ABOUT THIS TASK ▸ What is needed is an exact copy of the lines in the listing below, from the one with "filename crates/observability/src/tracing.rs" up to and including the one with "pub const API_DESCRIPTION: &str", with no other lines.

[[ EXTRACTED RECORDS open ]]

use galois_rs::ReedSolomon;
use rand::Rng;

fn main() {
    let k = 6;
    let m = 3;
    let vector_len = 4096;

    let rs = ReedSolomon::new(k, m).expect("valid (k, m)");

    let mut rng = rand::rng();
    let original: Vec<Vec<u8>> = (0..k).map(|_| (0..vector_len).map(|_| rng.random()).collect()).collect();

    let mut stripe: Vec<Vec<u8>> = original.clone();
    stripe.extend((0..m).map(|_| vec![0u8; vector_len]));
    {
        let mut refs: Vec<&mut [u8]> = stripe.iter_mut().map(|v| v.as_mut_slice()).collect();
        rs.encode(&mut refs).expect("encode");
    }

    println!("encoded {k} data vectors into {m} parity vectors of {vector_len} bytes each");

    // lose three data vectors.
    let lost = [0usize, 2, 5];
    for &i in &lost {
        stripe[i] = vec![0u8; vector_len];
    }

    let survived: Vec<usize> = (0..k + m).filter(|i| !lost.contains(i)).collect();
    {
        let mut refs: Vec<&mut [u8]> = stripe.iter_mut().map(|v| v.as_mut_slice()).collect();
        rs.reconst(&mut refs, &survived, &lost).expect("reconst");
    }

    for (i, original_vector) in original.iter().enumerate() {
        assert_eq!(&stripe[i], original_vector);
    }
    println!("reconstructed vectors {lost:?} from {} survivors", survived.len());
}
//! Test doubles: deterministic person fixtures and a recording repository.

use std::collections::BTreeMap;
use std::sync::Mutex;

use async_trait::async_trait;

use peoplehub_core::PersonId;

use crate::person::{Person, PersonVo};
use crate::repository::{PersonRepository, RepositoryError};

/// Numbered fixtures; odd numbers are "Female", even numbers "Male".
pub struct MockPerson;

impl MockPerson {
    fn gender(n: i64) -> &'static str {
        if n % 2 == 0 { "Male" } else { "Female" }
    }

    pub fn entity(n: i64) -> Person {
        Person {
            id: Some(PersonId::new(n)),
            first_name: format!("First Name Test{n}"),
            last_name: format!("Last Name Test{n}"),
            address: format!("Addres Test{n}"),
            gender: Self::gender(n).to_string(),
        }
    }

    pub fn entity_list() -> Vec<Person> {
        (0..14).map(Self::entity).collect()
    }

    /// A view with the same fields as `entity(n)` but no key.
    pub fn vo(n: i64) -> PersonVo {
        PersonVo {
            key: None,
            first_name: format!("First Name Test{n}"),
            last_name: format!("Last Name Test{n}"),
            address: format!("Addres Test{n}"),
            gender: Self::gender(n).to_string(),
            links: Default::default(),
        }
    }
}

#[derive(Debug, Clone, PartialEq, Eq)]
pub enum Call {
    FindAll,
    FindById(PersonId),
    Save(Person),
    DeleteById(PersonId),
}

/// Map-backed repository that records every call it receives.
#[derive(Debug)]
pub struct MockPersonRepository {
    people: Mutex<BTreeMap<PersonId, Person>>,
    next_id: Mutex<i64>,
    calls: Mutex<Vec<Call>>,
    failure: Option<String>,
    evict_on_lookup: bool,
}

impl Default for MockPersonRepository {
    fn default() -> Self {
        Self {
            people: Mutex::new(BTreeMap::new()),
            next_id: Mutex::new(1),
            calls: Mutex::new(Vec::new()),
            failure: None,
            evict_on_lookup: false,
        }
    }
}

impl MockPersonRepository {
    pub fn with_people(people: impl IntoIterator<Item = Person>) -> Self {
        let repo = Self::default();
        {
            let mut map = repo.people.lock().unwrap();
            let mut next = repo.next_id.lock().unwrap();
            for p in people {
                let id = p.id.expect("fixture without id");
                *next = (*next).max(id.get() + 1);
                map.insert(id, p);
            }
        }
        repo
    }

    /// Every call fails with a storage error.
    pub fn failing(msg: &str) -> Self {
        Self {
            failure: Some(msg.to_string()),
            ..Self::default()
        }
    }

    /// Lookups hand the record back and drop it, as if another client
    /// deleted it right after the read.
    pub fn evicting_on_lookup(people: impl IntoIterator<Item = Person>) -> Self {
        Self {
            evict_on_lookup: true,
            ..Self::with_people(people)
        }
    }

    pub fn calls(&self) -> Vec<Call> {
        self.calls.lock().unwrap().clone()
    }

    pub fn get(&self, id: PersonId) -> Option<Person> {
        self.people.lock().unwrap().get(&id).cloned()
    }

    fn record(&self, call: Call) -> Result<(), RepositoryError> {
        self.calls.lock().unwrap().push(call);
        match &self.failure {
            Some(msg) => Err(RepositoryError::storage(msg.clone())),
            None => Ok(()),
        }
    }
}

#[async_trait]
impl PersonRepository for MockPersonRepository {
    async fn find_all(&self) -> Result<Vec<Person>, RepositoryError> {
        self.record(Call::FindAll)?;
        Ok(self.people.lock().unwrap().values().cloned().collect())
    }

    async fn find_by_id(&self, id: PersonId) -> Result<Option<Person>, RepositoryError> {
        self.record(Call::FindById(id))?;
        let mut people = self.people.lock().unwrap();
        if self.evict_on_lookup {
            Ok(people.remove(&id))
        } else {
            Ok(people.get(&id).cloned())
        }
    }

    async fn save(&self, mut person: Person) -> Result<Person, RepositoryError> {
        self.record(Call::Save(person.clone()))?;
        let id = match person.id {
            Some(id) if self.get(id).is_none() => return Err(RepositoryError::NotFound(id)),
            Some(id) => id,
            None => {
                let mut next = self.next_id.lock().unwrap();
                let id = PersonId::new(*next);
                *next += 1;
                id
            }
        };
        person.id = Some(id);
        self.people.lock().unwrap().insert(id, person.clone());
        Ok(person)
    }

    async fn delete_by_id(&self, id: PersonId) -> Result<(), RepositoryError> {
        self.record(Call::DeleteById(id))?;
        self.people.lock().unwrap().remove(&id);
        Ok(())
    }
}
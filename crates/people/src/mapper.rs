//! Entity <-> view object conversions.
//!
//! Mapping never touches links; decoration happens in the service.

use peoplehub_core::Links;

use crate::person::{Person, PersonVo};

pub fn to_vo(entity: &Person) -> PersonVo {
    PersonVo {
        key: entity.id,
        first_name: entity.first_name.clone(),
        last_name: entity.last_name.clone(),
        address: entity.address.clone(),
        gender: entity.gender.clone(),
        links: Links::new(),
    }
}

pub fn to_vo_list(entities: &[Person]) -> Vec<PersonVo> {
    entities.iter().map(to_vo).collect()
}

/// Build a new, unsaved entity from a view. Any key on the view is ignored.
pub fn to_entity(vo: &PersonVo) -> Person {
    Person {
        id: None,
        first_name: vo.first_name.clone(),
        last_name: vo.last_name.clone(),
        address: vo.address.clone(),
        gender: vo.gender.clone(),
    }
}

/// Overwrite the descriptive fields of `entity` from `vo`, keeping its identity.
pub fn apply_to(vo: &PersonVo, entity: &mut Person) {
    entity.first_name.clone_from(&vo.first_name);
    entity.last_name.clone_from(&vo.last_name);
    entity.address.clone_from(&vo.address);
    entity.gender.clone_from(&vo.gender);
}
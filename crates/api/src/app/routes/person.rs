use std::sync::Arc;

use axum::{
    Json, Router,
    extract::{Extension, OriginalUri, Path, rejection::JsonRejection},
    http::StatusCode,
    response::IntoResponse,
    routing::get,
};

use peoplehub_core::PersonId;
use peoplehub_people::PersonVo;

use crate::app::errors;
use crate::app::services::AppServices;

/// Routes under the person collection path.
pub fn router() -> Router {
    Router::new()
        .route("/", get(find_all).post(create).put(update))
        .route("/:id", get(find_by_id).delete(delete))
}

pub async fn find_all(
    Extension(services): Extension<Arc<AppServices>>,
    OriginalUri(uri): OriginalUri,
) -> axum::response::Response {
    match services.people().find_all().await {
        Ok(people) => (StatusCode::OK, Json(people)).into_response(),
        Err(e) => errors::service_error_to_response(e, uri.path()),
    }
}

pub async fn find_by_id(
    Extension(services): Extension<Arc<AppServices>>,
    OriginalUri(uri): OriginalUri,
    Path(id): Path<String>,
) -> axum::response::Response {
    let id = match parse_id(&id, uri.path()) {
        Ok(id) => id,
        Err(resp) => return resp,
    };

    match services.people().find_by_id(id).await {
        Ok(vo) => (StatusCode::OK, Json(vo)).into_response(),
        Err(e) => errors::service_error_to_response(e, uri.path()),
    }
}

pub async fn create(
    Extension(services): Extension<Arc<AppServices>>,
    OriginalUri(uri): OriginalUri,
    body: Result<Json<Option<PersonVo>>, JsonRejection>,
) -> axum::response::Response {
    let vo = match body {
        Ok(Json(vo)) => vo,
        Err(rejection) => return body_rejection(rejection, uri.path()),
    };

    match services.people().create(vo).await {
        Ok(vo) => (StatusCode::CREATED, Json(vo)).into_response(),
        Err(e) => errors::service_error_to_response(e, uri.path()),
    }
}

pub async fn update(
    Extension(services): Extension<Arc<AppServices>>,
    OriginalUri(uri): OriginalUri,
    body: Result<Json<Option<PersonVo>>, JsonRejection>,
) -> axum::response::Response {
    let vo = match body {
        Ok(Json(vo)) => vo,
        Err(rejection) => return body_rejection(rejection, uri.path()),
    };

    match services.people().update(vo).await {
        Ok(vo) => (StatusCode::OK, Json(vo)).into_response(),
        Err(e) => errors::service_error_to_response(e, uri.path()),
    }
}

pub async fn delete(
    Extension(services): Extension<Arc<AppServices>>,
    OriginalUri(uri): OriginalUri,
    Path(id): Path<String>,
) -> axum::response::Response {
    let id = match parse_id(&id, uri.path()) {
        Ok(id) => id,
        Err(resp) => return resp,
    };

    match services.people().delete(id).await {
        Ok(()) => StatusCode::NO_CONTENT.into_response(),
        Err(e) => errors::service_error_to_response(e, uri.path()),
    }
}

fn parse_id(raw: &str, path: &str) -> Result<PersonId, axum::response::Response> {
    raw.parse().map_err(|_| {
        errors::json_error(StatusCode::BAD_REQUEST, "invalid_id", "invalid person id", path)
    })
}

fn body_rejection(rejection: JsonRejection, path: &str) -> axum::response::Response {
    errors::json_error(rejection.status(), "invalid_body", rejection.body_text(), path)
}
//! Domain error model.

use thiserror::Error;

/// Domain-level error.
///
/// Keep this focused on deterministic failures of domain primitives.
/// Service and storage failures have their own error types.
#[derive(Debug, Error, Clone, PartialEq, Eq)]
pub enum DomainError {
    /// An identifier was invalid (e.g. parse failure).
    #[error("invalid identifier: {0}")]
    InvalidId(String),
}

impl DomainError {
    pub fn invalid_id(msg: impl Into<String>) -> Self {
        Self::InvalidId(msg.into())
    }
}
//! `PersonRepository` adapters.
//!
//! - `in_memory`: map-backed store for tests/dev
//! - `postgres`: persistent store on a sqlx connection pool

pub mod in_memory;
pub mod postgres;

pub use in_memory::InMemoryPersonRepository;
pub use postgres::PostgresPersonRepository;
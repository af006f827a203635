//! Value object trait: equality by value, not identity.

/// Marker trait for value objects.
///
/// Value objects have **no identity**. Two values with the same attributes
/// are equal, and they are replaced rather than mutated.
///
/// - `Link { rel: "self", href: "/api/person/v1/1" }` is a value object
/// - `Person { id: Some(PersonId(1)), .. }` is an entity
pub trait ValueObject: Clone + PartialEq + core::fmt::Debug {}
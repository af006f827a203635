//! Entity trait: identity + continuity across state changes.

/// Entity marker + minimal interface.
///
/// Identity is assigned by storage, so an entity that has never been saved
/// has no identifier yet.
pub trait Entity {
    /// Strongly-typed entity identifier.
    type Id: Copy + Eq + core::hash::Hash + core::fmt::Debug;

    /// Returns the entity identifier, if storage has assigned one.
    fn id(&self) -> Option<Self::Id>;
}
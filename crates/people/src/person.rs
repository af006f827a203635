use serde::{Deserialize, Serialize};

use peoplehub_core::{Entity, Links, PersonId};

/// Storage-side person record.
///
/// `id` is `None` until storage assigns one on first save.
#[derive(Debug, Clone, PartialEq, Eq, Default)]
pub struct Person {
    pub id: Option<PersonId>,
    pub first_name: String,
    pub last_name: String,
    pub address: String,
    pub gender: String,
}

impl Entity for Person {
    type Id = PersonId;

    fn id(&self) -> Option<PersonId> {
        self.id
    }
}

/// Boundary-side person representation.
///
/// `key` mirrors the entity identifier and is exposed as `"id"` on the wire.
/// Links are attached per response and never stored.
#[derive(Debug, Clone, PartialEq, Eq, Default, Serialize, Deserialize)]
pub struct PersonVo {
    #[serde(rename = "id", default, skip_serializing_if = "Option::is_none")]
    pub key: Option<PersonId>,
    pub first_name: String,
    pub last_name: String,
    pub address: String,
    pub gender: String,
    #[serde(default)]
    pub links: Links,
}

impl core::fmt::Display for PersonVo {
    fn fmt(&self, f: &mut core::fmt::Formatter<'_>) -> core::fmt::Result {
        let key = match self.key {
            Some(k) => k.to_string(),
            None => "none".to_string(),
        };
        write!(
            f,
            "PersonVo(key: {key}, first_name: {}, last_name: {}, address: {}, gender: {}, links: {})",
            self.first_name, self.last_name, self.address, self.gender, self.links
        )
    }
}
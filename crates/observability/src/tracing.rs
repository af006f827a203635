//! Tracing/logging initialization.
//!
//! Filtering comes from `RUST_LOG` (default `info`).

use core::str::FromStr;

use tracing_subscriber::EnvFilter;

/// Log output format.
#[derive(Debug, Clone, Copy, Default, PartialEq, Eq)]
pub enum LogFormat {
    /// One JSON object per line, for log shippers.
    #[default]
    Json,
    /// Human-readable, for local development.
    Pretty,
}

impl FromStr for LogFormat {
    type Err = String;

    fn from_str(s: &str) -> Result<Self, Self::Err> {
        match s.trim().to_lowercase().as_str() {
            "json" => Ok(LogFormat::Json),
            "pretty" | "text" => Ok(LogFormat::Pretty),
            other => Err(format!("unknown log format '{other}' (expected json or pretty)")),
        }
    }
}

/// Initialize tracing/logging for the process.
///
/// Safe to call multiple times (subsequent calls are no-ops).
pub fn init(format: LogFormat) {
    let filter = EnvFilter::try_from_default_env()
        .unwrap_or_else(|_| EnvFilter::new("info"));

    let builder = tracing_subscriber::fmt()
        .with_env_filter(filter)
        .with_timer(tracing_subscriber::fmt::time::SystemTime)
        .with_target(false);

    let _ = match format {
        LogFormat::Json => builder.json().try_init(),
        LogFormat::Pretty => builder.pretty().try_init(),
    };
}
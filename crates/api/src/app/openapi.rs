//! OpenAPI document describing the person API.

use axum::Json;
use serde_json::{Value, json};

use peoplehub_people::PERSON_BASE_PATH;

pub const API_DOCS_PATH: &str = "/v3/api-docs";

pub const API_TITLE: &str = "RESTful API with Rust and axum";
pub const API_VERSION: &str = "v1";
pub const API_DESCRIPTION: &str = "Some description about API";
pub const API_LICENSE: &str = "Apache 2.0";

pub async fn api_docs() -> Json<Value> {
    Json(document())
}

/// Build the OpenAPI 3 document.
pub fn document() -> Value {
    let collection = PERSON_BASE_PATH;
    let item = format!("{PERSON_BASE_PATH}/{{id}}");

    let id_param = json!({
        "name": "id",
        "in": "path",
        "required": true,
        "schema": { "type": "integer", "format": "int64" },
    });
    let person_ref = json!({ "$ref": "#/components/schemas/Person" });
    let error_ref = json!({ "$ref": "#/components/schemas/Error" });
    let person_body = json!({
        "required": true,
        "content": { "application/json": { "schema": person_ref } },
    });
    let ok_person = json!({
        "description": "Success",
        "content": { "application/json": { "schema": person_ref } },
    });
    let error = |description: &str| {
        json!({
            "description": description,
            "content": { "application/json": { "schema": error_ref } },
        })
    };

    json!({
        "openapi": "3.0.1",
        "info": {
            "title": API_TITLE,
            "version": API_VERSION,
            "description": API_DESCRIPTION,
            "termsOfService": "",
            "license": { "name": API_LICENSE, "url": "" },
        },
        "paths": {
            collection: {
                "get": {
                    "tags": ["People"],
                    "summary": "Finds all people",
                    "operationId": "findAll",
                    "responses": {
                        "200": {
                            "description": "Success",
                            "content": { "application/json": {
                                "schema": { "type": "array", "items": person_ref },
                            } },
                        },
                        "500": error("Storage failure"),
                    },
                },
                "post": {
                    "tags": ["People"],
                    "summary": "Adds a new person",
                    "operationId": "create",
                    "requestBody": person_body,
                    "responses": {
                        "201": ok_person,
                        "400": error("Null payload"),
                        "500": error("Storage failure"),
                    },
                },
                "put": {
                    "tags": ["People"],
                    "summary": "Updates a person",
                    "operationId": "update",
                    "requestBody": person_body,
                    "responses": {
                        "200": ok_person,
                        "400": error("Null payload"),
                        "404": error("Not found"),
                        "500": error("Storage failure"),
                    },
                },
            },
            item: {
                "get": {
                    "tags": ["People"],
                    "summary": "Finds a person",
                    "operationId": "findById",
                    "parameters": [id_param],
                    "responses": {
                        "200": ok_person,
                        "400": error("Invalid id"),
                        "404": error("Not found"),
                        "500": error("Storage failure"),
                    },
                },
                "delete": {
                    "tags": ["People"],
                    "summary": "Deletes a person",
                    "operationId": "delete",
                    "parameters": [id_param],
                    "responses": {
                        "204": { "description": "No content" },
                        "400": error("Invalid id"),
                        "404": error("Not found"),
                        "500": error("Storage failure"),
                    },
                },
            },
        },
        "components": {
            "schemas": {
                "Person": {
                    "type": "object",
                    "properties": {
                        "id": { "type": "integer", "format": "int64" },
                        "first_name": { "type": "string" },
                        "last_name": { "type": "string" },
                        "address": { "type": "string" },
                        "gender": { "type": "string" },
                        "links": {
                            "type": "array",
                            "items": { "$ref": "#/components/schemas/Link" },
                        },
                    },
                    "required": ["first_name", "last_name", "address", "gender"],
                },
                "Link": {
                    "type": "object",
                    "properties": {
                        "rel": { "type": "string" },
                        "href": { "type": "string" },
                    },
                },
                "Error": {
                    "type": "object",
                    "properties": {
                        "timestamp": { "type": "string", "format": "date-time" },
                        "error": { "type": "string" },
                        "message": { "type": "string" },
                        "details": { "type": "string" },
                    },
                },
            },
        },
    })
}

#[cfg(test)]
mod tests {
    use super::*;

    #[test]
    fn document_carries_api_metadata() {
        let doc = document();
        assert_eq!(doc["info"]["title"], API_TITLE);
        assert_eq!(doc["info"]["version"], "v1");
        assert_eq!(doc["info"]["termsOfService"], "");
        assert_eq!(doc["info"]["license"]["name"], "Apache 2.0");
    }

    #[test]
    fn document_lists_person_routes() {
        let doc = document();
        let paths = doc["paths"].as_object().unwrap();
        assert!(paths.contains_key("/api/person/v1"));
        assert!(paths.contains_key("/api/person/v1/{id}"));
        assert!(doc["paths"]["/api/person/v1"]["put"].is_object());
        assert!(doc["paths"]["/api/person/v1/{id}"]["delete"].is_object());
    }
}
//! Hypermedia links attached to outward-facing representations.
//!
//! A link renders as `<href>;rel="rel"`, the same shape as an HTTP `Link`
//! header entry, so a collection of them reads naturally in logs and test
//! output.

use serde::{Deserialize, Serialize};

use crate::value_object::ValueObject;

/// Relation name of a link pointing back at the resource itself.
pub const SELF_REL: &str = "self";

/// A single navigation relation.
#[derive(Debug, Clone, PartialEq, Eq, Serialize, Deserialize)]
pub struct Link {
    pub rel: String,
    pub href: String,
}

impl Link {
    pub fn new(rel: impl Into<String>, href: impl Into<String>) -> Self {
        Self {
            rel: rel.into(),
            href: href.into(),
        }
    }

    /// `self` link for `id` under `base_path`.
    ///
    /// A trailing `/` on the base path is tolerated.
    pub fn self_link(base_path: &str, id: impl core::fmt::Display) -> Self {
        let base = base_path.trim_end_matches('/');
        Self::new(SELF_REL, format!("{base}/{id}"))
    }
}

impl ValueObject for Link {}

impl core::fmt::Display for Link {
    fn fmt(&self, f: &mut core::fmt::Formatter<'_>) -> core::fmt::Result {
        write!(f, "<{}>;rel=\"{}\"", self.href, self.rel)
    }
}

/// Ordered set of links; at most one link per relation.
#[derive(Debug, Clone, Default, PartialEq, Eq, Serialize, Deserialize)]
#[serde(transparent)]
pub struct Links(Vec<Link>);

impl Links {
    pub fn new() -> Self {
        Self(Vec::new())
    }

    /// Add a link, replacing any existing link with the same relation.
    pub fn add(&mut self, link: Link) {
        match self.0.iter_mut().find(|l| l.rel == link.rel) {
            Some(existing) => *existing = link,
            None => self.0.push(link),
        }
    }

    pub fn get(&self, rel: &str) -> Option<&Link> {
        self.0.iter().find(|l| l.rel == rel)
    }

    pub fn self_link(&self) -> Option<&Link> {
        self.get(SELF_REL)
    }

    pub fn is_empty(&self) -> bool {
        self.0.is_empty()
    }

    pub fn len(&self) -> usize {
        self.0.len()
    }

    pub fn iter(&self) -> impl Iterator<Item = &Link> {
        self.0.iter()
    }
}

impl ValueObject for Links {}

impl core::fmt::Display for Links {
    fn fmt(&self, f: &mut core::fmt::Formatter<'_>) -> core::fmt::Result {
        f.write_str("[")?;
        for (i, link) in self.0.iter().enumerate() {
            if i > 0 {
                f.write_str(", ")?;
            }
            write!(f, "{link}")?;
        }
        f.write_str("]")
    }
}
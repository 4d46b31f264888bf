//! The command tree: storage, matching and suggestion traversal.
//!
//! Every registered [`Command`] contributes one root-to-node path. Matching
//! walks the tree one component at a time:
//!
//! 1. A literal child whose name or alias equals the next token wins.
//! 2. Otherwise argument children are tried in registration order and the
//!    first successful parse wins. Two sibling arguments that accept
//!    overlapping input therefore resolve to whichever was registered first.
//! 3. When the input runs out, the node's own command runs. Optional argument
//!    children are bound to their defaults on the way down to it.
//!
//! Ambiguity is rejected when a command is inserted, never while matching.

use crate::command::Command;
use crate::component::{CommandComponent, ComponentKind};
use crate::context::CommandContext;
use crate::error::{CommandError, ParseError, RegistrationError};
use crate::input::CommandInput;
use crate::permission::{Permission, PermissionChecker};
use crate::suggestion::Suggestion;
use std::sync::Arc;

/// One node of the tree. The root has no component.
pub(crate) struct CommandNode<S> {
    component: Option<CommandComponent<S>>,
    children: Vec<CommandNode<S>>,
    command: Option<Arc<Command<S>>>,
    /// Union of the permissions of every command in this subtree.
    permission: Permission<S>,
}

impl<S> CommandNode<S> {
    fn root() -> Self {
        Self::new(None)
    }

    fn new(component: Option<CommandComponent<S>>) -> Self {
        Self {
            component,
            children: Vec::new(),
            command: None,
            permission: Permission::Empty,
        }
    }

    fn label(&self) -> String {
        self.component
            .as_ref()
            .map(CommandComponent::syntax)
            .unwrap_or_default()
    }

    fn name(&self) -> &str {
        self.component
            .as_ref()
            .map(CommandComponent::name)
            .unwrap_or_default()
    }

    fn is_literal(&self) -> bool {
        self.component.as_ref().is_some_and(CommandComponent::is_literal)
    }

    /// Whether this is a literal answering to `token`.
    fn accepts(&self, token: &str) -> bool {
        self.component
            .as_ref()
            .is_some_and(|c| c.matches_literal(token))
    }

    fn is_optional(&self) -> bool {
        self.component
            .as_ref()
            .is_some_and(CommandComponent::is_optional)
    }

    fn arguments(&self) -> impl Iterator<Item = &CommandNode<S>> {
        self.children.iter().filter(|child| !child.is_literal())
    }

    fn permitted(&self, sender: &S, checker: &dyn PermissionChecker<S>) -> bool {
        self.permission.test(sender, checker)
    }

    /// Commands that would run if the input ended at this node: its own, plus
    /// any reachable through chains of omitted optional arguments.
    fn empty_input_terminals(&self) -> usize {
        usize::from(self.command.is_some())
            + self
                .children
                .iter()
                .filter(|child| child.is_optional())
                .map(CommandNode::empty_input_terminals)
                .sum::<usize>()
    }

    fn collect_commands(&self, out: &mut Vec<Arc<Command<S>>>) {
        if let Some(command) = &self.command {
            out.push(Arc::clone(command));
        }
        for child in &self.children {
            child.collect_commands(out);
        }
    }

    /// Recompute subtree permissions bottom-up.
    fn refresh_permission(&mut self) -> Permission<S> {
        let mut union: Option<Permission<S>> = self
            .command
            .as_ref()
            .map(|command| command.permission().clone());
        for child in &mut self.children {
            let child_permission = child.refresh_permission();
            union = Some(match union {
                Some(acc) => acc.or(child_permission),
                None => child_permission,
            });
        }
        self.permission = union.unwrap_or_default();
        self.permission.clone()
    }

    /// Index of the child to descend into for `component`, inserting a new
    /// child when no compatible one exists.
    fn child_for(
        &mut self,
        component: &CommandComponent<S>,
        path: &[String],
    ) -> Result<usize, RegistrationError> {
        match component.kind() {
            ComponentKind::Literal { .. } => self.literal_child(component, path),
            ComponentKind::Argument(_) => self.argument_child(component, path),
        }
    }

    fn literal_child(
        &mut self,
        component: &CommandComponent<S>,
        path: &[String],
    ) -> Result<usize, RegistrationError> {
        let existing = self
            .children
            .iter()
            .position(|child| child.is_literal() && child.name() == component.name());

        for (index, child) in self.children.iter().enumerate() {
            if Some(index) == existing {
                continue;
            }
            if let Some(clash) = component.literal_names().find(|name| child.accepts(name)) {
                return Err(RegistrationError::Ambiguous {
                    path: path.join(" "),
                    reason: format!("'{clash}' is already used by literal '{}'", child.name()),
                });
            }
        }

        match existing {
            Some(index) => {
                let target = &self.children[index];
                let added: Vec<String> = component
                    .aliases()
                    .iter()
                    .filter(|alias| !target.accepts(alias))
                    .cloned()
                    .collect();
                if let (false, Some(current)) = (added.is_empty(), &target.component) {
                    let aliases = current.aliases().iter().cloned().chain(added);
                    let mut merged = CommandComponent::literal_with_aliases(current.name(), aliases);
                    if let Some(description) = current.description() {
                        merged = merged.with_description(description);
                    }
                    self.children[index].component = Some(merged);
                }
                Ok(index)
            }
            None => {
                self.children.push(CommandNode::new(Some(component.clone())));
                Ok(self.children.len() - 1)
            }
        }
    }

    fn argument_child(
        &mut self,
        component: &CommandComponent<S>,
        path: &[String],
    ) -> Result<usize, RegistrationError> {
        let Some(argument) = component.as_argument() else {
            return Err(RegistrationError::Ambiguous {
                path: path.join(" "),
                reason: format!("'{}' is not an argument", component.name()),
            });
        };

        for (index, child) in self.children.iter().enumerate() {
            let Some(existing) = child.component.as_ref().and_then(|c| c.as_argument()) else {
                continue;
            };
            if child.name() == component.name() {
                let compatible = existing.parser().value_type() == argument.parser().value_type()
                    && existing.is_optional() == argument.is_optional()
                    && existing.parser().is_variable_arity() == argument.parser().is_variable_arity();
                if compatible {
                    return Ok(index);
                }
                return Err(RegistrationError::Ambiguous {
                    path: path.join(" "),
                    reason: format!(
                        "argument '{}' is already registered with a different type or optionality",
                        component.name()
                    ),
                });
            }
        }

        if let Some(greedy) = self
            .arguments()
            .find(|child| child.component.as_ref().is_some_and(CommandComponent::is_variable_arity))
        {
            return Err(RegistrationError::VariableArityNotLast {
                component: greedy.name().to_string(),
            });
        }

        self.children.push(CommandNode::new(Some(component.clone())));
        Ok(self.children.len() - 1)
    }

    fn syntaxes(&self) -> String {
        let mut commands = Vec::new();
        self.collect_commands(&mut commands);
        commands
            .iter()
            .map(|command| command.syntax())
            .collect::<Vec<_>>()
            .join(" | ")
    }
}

[[ EXTRACTED RECORDS closed ]]

RESULT FOR THIS EXERCISE ▸
filename crates/observability/src/tracing.rs
repository af006f827a203635
//! Tracing/logging initialization.
//!
//! Filtering comes from `RUST_LOG` (default `info`).

use core::str::FromStr;

use tracing_subscriber::EnvFilter;

/// Log output format.
#[derive(Debug, Clone, Copy, Default, PartialEq, Eq)]
pub enum LogFormat {
    /// One JSON object per line, for log shippers.
    #[default]
    Json,
    /// Human-readable, for local development.
    Pretty,
}

impl FromStr for LogFormat {
    type Err = String;

    fn from_str(s: &str) -> Result<Self, Self::Err> {
        match s.trim().to_lowercase().as_str() {
            "json" => Ok(LogFormat::Json),
            "pretty" | "text" => Ok(LogFormat::Pretty),
            other => Err(format!("unknown log format '{other}' (expected json or pretty)")),
        }
    }
}

/// Initialize tracing/logging for the process.
///
/// Safe to call multiple times (subsequent calls are no-ops).
pub fn init(format: LogFormat) {
    let filter = EnvFilter::try_from_default_env()
        .unwrap_or_else(|_| EnvFilter::new("info"));

    let builder = tracing_subscriber::fmt()
        .with_env_filter(filter)
        .with_timer(tracing_subscriber::fmt::time::SystemTime)
        .with_target(false);

    let _ = match format {
        LogFormat::Json => builder.json().try_init(),
        LogFormat::Pretty => builder.pretty().try_init(),
    };
}
filename crates/api/src/app/openapi.rs
//! OpenAPI document describing the person API.

use axum::Json;
use serde_json::{Value, json};

use peoplehub_people::PERSON_BASE_PATH;

pub const API_DOCS_PATH: &str = "/v3/api-docs";

pub const API_TITLE: &str = "RESTful API with Rust and axum";
pub const API_VERSION: &str = "v1";
pub const API_DESCRIPTION: &str = "Some description about API";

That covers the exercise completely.